Stored items:
- Opening Delimiter -

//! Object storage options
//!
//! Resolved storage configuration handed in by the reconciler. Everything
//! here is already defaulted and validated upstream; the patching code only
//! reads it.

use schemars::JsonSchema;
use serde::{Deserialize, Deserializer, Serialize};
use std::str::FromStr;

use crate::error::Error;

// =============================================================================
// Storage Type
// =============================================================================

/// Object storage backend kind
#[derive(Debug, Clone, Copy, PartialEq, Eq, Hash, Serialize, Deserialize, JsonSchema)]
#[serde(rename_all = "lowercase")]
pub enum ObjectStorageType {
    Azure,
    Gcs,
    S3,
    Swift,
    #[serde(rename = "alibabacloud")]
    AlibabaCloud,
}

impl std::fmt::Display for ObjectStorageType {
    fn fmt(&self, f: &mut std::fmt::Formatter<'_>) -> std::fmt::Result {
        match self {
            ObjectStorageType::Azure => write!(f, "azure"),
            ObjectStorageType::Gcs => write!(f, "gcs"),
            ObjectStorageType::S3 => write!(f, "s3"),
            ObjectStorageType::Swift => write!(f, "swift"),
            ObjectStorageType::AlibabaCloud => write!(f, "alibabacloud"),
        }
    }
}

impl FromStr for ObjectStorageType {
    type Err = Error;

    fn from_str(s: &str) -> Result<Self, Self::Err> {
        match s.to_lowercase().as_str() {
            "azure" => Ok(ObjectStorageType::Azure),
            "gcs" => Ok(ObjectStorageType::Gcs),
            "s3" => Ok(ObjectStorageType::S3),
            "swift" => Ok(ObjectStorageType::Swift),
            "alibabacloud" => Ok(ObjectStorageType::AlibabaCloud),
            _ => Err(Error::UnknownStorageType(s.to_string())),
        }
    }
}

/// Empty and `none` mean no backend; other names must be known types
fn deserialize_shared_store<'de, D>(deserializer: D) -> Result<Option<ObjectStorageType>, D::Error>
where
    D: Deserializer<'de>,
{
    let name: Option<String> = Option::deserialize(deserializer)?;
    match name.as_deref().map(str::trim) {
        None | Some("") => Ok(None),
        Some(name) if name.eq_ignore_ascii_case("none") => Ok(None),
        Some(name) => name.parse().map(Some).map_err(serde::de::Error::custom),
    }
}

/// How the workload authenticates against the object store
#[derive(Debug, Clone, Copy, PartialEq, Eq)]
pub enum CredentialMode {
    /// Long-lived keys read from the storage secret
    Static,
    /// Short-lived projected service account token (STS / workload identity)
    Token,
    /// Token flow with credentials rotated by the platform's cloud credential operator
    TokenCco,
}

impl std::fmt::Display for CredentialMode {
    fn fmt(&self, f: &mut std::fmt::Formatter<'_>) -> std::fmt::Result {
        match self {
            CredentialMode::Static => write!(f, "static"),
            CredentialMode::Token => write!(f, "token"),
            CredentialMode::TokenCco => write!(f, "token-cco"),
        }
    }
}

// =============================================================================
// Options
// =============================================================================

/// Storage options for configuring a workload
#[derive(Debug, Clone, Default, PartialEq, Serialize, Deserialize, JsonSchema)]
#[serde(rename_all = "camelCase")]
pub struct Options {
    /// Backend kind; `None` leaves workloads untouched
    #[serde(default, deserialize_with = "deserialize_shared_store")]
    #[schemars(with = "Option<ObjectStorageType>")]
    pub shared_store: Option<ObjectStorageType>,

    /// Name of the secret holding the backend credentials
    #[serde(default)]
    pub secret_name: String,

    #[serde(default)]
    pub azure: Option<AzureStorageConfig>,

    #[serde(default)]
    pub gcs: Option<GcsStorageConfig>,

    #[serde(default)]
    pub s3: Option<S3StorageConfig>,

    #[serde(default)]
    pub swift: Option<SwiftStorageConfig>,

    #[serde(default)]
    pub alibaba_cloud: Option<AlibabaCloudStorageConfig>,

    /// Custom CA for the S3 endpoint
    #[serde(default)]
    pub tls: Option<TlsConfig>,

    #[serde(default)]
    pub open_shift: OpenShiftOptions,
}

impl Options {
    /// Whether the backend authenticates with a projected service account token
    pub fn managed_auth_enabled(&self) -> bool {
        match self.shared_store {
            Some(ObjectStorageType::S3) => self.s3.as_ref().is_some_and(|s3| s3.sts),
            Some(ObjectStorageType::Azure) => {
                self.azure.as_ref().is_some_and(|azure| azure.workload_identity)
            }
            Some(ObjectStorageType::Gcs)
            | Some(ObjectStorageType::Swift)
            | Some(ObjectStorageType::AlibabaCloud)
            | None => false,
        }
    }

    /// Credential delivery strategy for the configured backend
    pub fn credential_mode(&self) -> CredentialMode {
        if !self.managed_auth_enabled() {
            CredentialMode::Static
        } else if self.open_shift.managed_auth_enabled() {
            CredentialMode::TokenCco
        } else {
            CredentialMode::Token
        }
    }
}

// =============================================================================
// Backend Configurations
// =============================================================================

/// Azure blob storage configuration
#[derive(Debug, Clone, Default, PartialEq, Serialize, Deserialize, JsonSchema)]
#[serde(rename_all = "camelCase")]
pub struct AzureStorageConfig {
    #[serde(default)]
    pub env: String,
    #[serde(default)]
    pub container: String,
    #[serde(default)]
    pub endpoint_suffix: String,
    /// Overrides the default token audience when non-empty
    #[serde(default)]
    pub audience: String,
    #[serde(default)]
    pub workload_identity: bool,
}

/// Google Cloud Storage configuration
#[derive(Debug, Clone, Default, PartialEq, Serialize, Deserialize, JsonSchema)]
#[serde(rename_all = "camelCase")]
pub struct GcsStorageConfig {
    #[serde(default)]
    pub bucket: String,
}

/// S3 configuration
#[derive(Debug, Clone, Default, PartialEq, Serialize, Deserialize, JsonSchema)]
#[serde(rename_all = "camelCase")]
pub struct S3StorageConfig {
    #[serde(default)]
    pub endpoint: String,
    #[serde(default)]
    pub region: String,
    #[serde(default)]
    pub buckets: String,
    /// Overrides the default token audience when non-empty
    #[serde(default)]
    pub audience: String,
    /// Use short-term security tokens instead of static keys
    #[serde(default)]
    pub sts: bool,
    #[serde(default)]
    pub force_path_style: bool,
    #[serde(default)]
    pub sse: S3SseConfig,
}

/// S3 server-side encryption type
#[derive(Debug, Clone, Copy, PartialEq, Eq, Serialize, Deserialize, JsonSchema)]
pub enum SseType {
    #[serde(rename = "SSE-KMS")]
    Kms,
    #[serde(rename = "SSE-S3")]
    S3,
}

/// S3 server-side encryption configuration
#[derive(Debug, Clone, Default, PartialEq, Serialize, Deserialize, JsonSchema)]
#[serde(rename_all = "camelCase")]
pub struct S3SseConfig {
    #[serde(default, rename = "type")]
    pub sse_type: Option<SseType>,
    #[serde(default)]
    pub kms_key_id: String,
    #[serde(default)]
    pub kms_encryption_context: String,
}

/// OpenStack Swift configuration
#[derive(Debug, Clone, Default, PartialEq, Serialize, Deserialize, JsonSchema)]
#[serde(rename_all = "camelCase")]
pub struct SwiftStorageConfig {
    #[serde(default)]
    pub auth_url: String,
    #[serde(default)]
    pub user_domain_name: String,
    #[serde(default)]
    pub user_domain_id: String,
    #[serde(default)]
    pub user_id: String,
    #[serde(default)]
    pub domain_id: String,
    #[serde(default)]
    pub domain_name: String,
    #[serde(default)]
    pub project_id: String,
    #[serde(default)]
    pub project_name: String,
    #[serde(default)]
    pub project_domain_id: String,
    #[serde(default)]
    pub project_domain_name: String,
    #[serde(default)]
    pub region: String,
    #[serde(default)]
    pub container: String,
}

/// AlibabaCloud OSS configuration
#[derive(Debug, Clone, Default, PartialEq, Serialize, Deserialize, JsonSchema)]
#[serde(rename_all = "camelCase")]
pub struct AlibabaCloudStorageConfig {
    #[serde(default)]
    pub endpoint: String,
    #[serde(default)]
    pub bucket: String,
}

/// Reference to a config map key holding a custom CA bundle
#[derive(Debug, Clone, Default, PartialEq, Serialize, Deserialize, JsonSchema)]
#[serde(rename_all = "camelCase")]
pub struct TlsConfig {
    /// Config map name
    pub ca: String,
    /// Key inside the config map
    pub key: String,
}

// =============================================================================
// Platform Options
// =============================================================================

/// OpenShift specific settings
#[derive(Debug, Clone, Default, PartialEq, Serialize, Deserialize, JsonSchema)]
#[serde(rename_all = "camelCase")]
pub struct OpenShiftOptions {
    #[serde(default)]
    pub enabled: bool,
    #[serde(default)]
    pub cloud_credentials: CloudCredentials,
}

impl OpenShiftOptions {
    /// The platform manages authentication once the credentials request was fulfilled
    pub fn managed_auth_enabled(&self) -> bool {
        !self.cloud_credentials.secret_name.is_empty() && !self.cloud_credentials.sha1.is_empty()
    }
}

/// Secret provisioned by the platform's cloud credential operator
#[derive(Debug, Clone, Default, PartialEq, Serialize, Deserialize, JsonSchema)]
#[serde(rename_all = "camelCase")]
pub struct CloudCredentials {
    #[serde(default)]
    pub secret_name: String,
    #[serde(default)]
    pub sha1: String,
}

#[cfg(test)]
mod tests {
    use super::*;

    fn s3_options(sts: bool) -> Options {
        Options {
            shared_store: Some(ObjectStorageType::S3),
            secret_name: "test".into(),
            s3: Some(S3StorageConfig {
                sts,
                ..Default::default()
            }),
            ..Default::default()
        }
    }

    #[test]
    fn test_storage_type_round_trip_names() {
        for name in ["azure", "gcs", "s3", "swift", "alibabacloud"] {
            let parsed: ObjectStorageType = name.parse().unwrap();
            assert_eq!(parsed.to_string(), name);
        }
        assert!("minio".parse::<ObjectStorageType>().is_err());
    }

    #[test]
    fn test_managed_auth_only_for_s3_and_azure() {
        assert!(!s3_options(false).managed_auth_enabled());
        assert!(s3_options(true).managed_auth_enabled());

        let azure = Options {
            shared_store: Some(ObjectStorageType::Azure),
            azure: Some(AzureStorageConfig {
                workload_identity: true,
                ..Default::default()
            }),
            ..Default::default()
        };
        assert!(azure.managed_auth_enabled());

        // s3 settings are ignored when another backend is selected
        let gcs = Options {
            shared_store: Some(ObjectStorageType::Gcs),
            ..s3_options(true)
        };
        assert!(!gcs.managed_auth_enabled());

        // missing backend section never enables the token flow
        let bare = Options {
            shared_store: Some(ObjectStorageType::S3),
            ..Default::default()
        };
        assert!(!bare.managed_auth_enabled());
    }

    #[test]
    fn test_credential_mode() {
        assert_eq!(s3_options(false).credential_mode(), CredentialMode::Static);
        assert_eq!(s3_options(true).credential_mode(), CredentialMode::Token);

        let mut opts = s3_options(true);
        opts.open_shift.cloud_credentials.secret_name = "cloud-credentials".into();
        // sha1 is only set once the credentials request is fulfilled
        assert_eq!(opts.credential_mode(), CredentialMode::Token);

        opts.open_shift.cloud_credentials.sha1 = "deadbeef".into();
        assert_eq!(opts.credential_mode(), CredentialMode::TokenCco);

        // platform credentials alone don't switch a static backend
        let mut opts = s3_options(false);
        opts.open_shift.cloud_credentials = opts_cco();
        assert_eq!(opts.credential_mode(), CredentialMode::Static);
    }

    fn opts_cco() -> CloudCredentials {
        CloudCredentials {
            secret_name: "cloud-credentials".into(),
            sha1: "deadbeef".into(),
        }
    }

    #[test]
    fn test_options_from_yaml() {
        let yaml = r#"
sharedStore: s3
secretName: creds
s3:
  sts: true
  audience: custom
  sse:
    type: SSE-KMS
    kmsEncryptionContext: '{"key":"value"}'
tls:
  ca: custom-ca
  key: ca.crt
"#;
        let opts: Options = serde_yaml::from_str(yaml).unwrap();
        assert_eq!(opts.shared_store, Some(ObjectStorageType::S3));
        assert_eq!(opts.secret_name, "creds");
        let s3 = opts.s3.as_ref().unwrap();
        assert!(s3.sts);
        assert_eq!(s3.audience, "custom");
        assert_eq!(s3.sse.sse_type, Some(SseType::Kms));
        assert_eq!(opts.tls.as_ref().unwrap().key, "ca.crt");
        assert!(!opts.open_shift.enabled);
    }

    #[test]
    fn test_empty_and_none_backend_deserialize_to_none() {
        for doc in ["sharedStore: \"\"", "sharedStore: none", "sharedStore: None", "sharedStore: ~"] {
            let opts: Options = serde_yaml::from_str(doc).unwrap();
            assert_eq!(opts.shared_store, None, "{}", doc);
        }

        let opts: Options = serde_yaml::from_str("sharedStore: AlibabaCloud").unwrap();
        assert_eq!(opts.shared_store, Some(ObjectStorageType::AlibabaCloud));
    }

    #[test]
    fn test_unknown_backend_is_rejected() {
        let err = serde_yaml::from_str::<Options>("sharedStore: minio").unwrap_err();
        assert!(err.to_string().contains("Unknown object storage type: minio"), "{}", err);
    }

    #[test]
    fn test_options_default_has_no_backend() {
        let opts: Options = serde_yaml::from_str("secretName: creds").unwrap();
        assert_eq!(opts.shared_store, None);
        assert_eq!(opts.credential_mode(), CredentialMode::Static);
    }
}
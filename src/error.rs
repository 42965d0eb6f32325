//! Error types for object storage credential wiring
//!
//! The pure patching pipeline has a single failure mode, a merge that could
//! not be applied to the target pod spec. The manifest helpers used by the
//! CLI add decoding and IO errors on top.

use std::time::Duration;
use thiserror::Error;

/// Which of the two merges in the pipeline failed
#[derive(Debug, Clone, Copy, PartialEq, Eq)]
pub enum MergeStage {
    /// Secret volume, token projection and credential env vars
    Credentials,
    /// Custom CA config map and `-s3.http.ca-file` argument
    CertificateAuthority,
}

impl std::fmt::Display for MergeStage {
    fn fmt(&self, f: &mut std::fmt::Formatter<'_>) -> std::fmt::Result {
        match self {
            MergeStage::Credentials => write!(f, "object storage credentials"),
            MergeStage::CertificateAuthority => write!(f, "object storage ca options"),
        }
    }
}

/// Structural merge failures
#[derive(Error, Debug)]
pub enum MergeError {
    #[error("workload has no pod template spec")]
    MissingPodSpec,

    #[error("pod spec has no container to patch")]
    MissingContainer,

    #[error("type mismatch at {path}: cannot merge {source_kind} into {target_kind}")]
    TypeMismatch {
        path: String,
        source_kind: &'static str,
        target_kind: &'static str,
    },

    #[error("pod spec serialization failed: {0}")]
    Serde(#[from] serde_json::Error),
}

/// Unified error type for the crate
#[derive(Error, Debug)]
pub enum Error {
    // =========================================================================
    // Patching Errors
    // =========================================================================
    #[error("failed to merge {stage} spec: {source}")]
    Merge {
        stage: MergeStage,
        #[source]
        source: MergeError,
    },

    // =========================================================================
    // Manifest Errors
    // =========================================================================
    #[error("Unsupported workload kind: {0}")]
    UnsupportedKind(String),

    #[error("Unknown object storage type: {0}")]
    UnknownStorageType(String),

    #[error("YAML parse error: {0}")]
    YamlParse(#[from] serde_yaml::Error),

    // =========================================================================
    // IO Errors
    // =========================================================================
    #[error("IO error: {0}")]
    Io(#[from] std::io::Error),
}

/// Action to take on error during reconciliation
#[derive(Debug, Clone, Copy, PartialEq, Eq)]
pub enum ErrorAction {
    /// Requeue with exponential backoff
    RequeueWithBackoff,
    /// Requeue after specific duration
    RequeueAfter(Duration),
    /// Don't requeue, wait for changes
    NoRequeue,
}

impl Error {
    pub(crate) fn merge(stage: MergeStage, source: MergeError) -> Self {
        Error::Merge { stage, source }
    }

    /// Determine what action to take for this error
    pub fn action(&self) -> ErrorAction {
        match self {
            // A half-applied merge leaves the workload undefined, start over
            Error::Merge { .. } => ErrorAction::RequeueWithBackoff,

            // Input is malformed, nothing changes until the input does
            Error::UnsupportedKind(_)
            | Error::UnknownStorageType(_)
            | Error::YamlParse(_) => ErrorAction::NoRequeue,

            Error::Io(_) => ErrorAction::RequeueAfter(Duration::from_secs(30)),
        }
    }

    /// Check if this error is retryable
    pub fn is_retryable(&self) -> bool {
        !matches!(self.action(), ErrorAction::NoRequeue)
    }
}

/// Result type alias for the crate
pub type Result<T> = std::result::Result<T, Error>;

- Closing Delimiter -

Above are some records. Report the number of their lines that include "sharedStore", and add nothing else.

● **EXPECTED OUTPUT**: 4